(Available records)
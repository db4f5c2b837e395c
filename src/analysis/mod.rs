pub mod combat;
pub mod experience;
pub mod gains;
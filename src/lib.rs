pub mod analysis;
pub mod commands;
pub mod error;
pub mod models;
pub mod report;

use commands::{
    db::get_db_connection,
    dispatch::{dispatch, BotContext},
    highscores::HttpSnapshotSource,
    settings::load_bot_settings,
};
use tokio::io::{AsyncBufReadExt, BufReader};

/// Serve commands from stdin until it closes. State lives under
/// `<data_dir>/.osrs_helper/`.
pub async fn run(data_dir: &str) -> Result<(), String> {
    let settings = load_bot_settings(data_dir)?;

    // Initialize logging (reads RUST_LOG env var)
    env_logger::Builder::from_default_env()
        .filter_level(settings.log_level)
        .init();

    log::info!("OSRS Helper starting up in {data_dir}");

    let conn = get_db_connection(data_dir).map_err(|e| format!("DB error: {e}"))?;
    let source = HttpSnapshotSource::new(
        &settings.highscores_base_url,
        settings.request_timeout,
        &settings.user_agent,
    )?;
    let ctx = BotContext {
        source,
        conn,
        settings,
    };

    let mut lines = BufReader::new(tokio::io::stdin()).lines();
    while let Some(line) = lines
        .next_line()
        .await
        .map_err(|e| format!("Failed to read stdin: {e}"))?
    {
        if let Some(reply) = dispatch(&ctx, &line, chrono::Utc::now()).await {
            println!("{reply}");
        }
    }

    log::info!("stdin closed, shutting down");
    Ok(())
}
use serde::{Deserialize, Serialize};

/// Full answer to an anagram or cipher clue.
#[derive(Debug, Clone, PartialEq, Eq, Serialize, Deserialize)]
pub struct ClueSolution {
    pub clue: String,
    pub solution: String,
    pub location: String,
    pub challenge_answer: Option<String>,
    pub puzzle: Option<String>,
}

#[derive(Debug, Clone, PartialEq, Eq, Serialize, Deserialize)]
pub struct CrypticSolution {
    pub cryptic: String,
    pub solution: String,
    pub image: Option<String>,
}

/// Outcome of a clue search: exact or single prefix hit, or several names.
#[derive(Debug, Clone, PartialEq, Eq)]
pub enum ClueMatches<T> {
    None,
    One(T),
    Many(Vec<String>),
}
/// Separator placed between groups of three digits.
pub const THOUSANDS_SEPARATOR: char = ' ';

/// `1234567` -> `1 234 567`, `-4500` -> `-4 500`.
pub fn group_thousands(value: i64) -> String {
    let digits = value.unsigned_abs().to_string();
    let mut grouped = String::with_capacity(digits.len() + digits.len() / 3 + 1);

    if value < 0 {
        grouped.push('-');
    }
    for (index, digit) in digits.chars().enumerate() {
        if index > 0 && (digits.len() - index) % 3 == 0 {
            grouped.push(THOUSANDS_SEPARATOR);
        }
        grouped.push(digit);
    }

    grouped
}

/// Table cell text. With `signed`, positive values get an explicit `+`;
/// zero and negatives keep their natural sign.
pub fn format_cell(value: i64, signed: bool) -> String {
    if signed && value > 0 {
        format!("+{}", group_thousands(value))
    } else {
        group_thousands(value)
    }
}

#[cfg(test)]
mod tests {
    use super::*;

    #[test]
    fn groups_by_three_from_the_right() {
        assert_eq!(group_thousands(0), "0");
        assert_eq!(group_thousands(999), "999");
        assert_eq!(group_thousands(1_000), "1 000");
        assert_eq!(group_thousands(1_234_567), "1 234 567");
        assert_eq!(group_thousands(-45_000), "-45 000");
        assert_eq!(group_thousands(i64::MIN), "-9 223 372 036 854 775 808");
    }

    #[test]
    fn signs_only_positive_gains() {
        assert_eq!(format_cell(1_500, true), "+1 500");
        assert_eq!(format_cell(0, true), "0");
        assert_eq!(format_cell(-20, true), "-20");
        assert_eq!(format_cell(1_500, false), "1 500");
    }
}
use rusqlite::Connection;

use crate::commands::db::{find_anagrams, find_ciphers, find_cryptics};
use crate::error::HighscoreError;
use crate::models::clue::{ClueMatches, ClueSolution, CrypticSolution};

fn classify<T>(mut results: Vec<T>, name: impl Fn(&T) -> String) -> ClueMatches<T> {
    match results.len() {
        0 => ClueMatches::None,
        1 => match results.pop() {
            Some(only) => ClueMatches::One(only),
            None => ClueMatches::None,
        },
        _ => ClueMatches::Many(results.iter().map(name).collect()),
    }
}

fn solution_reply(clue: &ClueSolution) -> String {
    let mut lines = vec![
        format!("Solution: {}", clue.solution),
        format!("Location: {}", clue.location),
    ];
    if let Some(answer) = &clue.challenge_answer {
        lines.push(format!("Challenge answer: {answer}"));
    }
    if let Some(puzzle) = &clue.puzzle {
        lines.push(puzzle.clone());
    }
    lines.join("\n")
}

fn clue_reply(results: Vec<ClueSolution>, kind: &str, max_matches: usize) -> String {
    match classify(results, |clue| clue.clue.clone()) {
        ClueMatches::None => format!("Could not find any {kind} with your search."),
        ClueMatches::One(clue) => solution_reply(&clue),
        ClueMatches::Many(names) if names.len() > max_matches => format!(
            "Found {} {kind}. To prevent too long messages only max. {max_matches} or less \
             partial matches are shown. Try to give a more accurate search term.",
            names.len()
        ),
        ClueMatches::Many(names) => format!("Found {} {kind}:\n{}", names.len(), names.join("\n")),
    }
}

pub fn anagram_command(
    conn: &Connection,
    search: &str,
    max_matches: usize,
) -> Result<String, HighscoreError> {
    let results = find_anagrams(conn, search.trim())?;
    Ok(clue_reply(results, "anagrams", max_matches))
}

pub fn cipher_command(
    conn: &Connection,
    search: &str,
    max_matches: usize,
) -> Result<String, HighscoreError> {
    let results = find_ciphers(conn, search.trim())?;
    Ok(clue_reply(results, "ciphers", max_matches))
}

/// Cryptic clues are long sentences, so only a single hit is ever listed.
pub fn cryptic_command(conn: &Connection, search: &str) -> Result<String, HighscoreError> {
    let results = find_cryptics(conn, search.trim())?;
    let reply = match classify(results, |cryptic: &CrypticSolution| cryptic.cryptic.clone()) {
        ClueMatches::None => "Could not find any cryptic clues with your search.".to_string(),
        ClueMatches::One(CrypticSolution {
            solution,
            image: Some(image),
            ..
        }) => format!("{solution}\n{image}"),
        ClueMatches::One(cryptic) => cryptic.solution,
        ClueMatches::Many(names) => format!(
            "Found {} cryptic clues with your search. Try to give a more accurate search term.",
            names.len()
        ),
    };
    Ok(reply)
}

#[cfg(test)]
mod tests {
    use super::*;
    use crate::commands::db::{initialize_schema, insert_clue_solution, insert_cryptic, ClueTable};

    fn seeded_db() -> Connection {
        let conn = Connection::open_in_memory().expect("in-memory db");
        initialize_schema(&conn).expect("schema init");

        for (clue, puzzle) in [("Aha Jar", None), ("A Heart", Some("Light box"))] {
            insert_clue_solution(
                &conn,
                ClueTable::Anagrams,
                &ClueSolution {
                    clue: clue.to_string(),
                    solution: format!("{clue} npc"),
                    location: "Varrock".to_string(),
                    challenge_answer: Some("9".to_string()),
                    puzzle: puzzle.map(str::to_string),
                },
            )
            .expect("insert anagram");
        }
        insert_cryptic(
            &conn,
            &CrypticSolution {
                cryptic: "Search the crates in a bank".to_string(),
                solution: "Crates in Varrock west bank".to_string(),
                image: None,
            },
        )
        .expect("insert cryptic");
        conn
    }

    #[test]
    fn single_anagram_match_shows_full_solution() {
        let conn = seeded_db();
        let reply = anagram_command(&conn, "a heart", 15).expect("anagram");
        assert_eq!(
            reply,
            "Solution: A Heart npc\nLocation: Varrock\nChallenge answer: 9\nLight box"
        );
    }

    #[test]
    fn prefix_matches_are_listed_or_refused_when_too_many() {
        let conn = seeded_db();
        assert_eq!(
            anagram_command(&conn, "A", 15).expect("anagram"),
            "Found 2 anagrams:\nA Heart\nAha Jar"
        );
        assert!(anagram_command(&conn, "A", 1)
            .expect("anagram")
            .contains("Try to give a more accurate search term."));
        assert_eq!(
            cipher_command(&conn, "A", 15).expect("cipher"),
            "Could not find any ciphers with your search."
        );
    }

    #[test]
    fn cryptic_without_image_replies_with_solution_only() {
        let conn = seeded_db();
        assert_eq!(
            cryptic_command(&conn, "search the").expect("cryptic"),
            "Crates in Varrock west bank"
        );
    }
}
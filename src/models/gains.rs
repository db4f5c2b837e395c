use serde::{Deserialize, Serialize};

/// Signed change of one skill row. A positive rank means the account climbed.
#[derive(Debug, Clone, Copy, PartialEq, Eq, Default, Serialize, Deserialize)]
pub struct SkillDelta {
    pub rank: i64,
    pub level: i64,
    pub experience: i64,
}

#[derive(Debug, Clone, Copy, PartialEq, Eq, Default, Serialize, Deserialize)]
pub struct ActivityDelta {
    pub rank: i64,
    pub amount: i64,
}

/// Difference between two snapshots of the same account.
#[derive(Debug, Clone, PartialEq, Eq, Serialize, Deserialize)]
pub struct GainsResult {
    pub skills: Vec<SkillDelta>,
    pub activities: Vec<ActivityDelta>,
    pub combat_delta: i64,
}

(About this exercise)
Go through the material above, and wherever a line contains the string "lines", return it.

(Output below)
    let mut lines = BufReader::new(tokio::io::stdin()).lines();
    while let Some(line) = lines
    let mut lines = vec![
        lines.push(format!("Challenge answer: {answer}"));
        lines.push(puzzle.clone());
    lines.join("\n")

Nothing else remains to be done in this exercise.